Exercise aim: Copy each line of the following data that contains "domain".

(Data for the task)

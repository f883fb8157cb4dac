use crate::bridge::EmbeddedContent;
use crate::message::outbound::Command;
use crate::utils::aborting_join_handle::AbortingJoinHandle;
use crate::utils::time_source::TimeSource;
use std::time::Duration;
use tracing::trace;

pub const CURRENT_TIME_POLL: &str = "current_time_poll";

/// Periodically asks the embedded document for its current time.
///
/// Polling stops as soon as the poller is dropped.
pub struct CurrentTimePoller {
	_task: AbortingJoinHandle<()>,
}

impl CurrentTimePoller {
	pub fn start(embedded_content: EmbeddedContent, time_source: &TimeSource, period: Duration) -> Self {
		// created outside of the task so the first tick is scheduled right away
		let mut interval = time_source.interval_at(CURRENT_TIME_POLL, period, period);
		let task = tokio::spawn(async move {
			loop {
				interval.tick().await;
				trace!("Requesting current time");
				embedded_content.send_command(Command::ReportCurrentTime).await;
			}
		});

		Self { _task: task.into() }
	}
}
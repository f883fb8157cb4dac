use crate::configuration::Configuration;
use crate::context::ApplicationContext;
use crate::error::TubelinkError;
use crate::link::parse_link;
use crate::server::run_server;
use crate::utils::time_source::TimeSource;
use std::process::ExitCode;
use tracing::info;
use tracing_subscriber::EnvFilter;

#[derive(clap::Parser)]
#[clap(name = "tubelink", about = "Play pasted YouTube links in an embedded player")]
pub struct Commandline {
	#[clap(short = 'c', long = "config-file", default_value = "configuration.toml")]
	pub configuration_file_path: String,
	#[clap(subcommand)]
	pub command: Option<BaseCommand>,
}

#[derive(clap::Parser)]
pub enum BaseCommand {
	/// Serve the player page and control it from the console
	Run {
		/// Only serve, don't read commands from stdin
		#[clap(long)]
		no_console: bool,
	},
	/// Print the configuration
	Configuration,
	/// Print the video id contained in a link
	ParseLink { link: String },
}

impl Default for BaseCommand {
	fn default() -> Self {
		Self::Run { no_console: false }
	}
}

impl Commandline {
	pub async fn run(self) -> Result<ExitCode, TubelinkError> {
		let base_command = self.command.unwrap_or_default();
		if let BaseCommand::ParseLink { link } = &base_command {
			return Ok(print_parsed_link(link));
		}

		let configuration = Configuration::from_file(&self.configuration_file_path)?;
		let application_context = ApplicationContext::new(configuration, TimeSource::default());

		tracing_subscriber::fmt()
			.with_env_filter(EnvFilter::new(&application_context.configuration.log_filters))
			.init();

		match base_command {
			BaseCommand::Run { no_console } => {
				info!(
					"Starting server. Pages connect to 'ws://{}/bridge/<session>'.",
					application_context.configuration.address
				);
				run_server(application_context, !no_console).await?;
			}
			BaseCommand::Configuration => println!("{:?}", application_context.configuration),
			BaseCommand::ParseLink { .. } => unreachable!("Handled before loading the configuration"),
		}
		Ok(ExitCode::SUCCESS)
	}
}

fn print_parsed_link(link: &str) -> ExitCode {
	match parse_link(link) {
		Ok(video_reference) => {
			println!("{video_reference}");
			ExitCode::SUCCESS
		}
		Err(error) => {
			eprintln!("{}", error.alert_message());
			ExitCode::FAILURE
		}
	}
}
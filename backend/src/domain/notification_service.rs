//! Notification fan-out, inbox and read-receipt use-cases.
//!
//! Rows are written first and in one batch; email copies follow one by one
//! and a failed email never undoes a stored notification.

use std::collections::HashMap;
use std::sync::Arc;

use async_trait::async_trait;
use mockable::Clock;
use tracing::{info, warn};
use uuid::Uuid;

use crate::domain::email_templates::notification_email;
use crate::domain::ports::{
    AdminRepository, EmployeeRepository, Mailer, NotificationCommand, NotificationInbox,
    NotificationQuery, NotificationRepository, TeacherProfileRepository,
};
use crate::domain::{
    EmployeeId, Error, Notification, NotificationTarget, SendNotification,
    SendNotificationOutcome, TeacherProfile, contact_email,
};

/// Implements [`NotificationCommand`] and [`NotificationQuery`].
#[derive(Clone)]
pub struct NotificationService<E, P, A, N, M: ?Sized> {
    employees: Arc<E>,
    profiles: Arc<P>,
    admins: Arc<A>,
    notifications: Arc<N>,
    mailer: Arc<M>,
    clock: Arc<dyn Clock>,
}

impl<E, P, A, N, M: ?Sized> NotificationService<E, P, A, N, M> {
    pub fn new(
        employees: Arc<E>,
        profiles: Arc<P>,
        admins: Arc<A>,
        notifications: Arc<N>,
        mailer: Arc<M>,
        clock: Arc<dyn Clock>,
    ) -> Self {
        Self {
            employees,
            profiles,
            admins,
            notifications,
            mailer,
            clock,
        }
    }
}

impl<E, P, A, N, M: ?Sized> NotificationService<E, P, A, N, M>
where
    E: EmployeeRepository,
    P: TeacherProfileRepository,
{
    async fn recipients(
        &self,
        sender: &EmployeeId,
        target: &NotificationTarget,
    ) -> Result<Vec<EmployeeId>, Error> {
        match target {
            NotificationTarget::Individual(recipient) => {
                if self.employees.find_by_id(recipient).await?.is_none() {
                    return Err(Error::not_found(format!("employee {recipient} not found")));
                }
                Ok(vec![recipient.clone()])
            }
            NotificationTarget::Broadcast => {
                let mut ids: Vec<EmployeeId> = self
                    .employees
                    .list()
                    .await?
                    .into_iter()
                    .map(|employee| employee.employee_id().clone())
                    .filter(|id| id != sender)
                    .collect();
                ids.sort();
                Ok(ids)
            }
        }
    }

    async fn sender_name(&self, sender: &EmployeeId) -> Result<String, Error> {
        let profile_name = self
            .profiles
            .find(sender)
            .await?
            .and_then(|profile| profile.full_name)
            .filter(|name| !name.trim().is_empty());
        if let Some(name) = profile_name {
            return Ok(name.trim().to_owned());
        }
        Ok(self
            .employees
            .find_by_id(sender)
            .await?
            .map_or_else(|| sender.to_string(), |e| e.full_name().to_string()))
    }

    async fn addresses(&self) -> Result<HashMap<EmployeeId, String>, Error> {
        Ok(self
            .profiles
            .list()
            .await?
            .into_iter()
            .filter_map(|(id, profile): (EmployeeId, TeacherProfile)| {
                contact_email(&profile).map(|email| (id, email.to_owned()))
            })
            .collect())
    }
}

#[async_trait]
impl<E, P, A, N, M: ?Sized> NotificationCommand for NotificationService<E, P, A, N, M>
where
    E: EmployeeRepository,
    P: TeacherProfileRepository,
    A: AdminRepository,
    N: NotificationRepository,
    M: Mailer,
{
    async fn send(
        &self,
        sender: &EmployeeId,
        request: SendNotification,
    ) -> Result<SendNotificationOutcome, Error> {
        if !self.admins.is_admin(sender).await? {
            return Err(Error::forbidden("administrator access required"));
        }

        let recipients = self.recipients(sender, request.target()).await?;
        if recipients.is_empty() {
            return Ok(SendNotificationOutcome::default());
        }

        let now = self.clock.utc();
        let kind = request.target().kind();
        let rows: Vec<Notification> = recipients
            .iter()
            .map(|recipient| Notification {
                id: Uuid::new_v4(),
                recipient_id: recipient.clone(),
                sender_id: sender.clone(),
                title: request.title().to_owned(),
                message: request.message().to_owned(),
                kind,
                is_read: false,
                created_at: now,
            })
            .collect();
        self.notifications.insert_many(&rows).await?;
        info!(%sender, %kind, created = rows.len(), "notifications stored");

        // Rows are committed; lookups for the email copies must not fail the call.
        let sender_name = self.sender_name(sender).await.unwrap_or_else(|err| {
            warn!(%sender, error = %err, "sender name lookup failed");
            sender.to_string()
        });
        let addresses = self.addresses().await.unwrap_or_else(|err| {
            warn!(%sender, error = %err, "recipient address lookup failed; skipping emails");
            HashMap::new()
        });
        let mut outcome = SendNotificationOutcome {
            created: rows.len(),
            ..SendNotificationOutcome::default()
        };
        for recipient in &recipients {
            let Some(address) = addresses.get(recipient) else {
                continue;
            };
            let email =
                notification_email(address, &sender_name, request.title(), request.message());
            match self.mailer.send(&email).await {
                Ok(()) => outcome.emailed += 1,
                Err(err) => {
                    warn!(%recipient, error = %err, "notification email failed");
                    outcome.email_failures += 1;
                }
            }
        }
        Ok(outcome)
    }

    async fn mark_read(&self, recipient: &EmployeeId, notification_id: Uuid) -> Result<(), Error> {
        if self
            .notifications
            .mark_read(recipient, notification_id)
            .await?
        {
            Ok(())
        } else {
            Err(Error::not_found(format!(
                "notification {notification_id} not found"
            )))
        }
    }
}

#[async_trait]
impl<E, P, A, N, M: ?Sized> NotificationQuery for NotificationService<E, P, A, N, M>
where
    E: EmployeeRepository,
    P: TeacherProfileRepository,
    A: AdminRepository,
    N: NotificationRepository,
    M: Mailer,
{
    async fn inbox(&self, recipient: &EmployeeId) -> Result<NotificationInbox, Error> {
        let notifications = self.notifications.list_for_recipient(recipient).await?;
        let unread_count = self.notifications.unread_count(recipient).await?;
        Ok(NotificationInbox {
            notifications,
            unread_count,
        })
    }
}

(End Data for the task)

Problem solution:
filename backend/src/domain/notification_service.rs
use crate::domain::email_templates::notification_email;
use crate::domain::ports::{
use crate::domain::{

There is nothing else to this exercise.